Aproxima-se a geringonça metida a robot. Saúda:
– Bom dia, Vô.
– Vai mas é chamar avô ao camandro!
– Camandro não consta na minha memória. Eu pedo explicação.
– Eu pedo, sua besta? Eu peço, eu peço… Não podes falar melhor?
– Eu podo.
– Podas o quê? A rama dos teus cornos? Eu posso, eu sei, sua lata ferrugenta. Não fazes melhor do que isso?
– Eu tomo atenção, eu fazerei melhor.
– Valha-nos a Senhora da Agrela, não há santa como ela.
– Agrela não consta na memória. Peço explicação.
– Pedes explicação? Mas que tom imperativo… Não sabes pedir por favor?
– Por favor, eu peço explicação.
– Bravo! Não é fazerei, é farei.
– Entrada satisfatória.
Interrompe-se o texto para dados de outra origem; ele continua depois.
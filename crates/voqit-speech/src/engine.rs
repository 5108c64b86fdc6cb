//! Speech engine traits implemented by platform backends.
//!
//! Both traits are fire-and-forget: `start` and `speak` only begin the work.
//! Completion is reported asynchronously by the backend as a
//! [`RecognitionEvent`](crate::RecognitionEvent) or
//! [`NarrationEvent`](crate::NarrationEvent), which the owner feeds back
//! into the matching controller.

use voqit_core::error::VoqitError;

use crate::dictation::DictationSession;
use crate::narration::Utterance;

/// A speech-to-text engine.
pub trait SpeechRecognizer: Send + Sync {
    /// Begin capturing speech for `session`.
    ///
    /// Every event produced for this capture must carry `session.id`.
    fn start(&self, session: &DictationSession) -> Result<(), VoqitError>;

    /// Stop the active capture. Any partial result is discarded.
    fn stop(&self) -> Result<(), VoqitError>;
}

/// A text-to-speech engine.
pub trait SpeechSynthesizer: Send + Sync {
    /// Begin speaking `utterance`.
    fn speak(&self, utterance: &Utterance) -> Result<(), VoqitError>;

    /// Stop playback immediately, dropping any unspoken text.
    fn cancel(&self) -> Result<(), VoqitError>;
}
Estou a recapitular os verbos irregulares. Não é fazerei, é farei.
– Isso mesmo. E como é que de repente soubeste o que era certo?
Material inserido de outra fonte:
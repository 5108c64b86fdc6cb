use std::fmt;

use chrono::{DateTime, Utc};
use serde::{Deserialize, Serialize};

// =============================================================================
// Question
// =============================================================================

/// A user question, trimmed of surrounding whitespace and guaranteed non-empty.
///
/// The inner text is the exact cache key: no normalization beyond trimming
/// is applied, so casing and interior whitespace are significant.
#[derive(Clone, Debug, PartialEq, Eq, Hash, Serialize, Deserialize)]
#[serde(transparent)]
pub struct Question(String);

impl Question {
    /// Trim `raw` and wrap it. Returns `None` for blank input.
    pub fn parse(raw: &str) -> Option<Self> {
        let trimmed = raw.trim();
        if trimmed.is_empty() {
            None
        } else {
            Some(Self(trimmed.to_string()))
        }
    }

    pub fn as_str(&self) -> &str {
        &self.0
    }

    pub fn into_inner(self) -> String {
        self.0
    }
}

impl fmt::Display for Question {
    fn fmt(&self, f: &mut fmt::Formatter<'_>) -> fmt::Result {
        f.write_str(&self.0)
    }
}

impl AsRef<str> for Question {
    fn as_ref(&self) -> &str {
        &self.0
    }
}

// =============================================================================
// Transcript
// =============================================================================

/// Which side of the exchange a transcript entry belongs to.
#[derive(Clone, Copy, Debug, PartialEq, Eq, Hash, Serialize, Deserialize)]
#[serde(rename_all = "snake_case")]
pub enum Role {
    Question,
    Answer,
}

impl fmt::Display for Role {
    fn fmt(&self, f: &mut fmt::Formatter<'_>) -> fmt::Result {
        match self {
            Role::Question => write!(f, "question"),
            Role::Answer => write!(f, "answer"),
        }
    }
}

/// Why an answer entry exists.
///
/// Failure entries are still answers from the transcript's point of view,
/// but front-ends can render them differently from a real completion.
#[derive(Clone, Copy, Debug, Default, PartialEq, Eq, Hash, Serialize, Deserialize)]
#[serde(rename_all = "snake_case")]
pub enum EntryKind {
    #[default]
    Normal,
    RateLimited,
    Failed,
}

/// One immutable line of the transcript.
#[derive(Clone, Debug, PartialEq, Eq, Serialize, Deserialize)]
pub struct TranscriptEntry {
    pub role: Role,
    pub text: String,
    #[serde(default)]
    pub kind: EntryKind,
    pub created_at: DateTime<Utc>,
}

impl TranscriptEntry {
    pub fn question(text: impl Into<String>) -> Self {
        Self {
            role: Role::Question,
            text: text.into(),
            kind: EntryKind::Normal,
            created_at: Utc::now(),
        }
    }

    pub fn answer(text: impl Into<String>) -> Self {
        Self {
            role: Role::Answer,
            text: text.into(),
            kind: EntryKind::Normal,
            created_at: Utc::now(),
        }
    }

    /// An answer entry carrying a user-facing failure message.
    pub fn failure(text: impl Into<String>, kind: EntryKind) -> Self {
        Self {
            role: Role::Answer,
            text: text.into(),
            kind,
            created_at: Utc::now(),
        }
    }

    pub fn is_failure(&self) -> bool {
        self.kind != EntryKind::Normal
    }
}

// =============================================================================
// Tests
// =============================================================================

#[cfg(test)]
mod tests {
    use super::*;

    #[test]
    fn test_question_trims_whitespace() {
        let q = Question::parse("  2+2?\n").unwrap();
        assert_eq!(q.as_str(), "2+2?");
    }

    #[test]
    fn test_question_rejects_blank() {
        assert!(Question::parse("").is_none());
        assert!(Question::parse("   ").is_none());
        assert!(Question::parse("\t\n").is_none());
    }

    #[test]
    fn test_question_keeps_case_and_interior_whitespace() {
        let a = Question::parse("Hello  World").unwrap();
        let b = Question::parse("hello world").unwrap();
        assert_ne!(a, b);
        assert_eq!(a.as_str(), "Hello  World");
    }

    #[test]
    fn test_role_display() {
        assert_eq!(Role::Question.to_string(), "question");
        assert_eq!(Role::Answer.to_string(), "answer");
    }

    #[test]
    fn test_entry_constructors() {
        let q = TranscriptEntry::question("hi");
        assert_eq!(q.role, Role::Question);
        assert!(!q.is_failure());

        let a = TranscriptEntry::answer("hello");
        assert_eq!(a.role, Role::Answer);
        assert_eq!(a.kind, EntryKind::Normal);

        let f = TranscriptEntry::failure("Rate limit exceeded.", EntryKind::RateLimited);
        assert_eq!(f.role, Role::Answer);
        assert!(f.is_failure());
    }

    #[test]
    fn test_entry_serializes_snake_case() {
        let entry = TranscriptEntry::failure("oops", EntryKind::RateLimited);
        let json = serde_json::to_value(&entry).unwrap();
        assert_eq!(json["role"], "answer");
        assert_eq!(json["kind"], "rate_limited");
    }
}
– Eu sube porque registo tudo.
– Mas que grande calisto, é só bacoradas. Raios que te partam, não é sube é soube. Vai dar uma curva!
Pôs-se em movimento. Percorreu um alongado ziguezague pelo quintal e outra vez se colocou à minha frente.
– Eu já dei.
– O quê?
– Uma curva. Vossa Excelência gostou?
Falar, o emplastro até já fala, parece um papagaio. E pensar? Será que alguma vez ele vai dar uma para a caixa?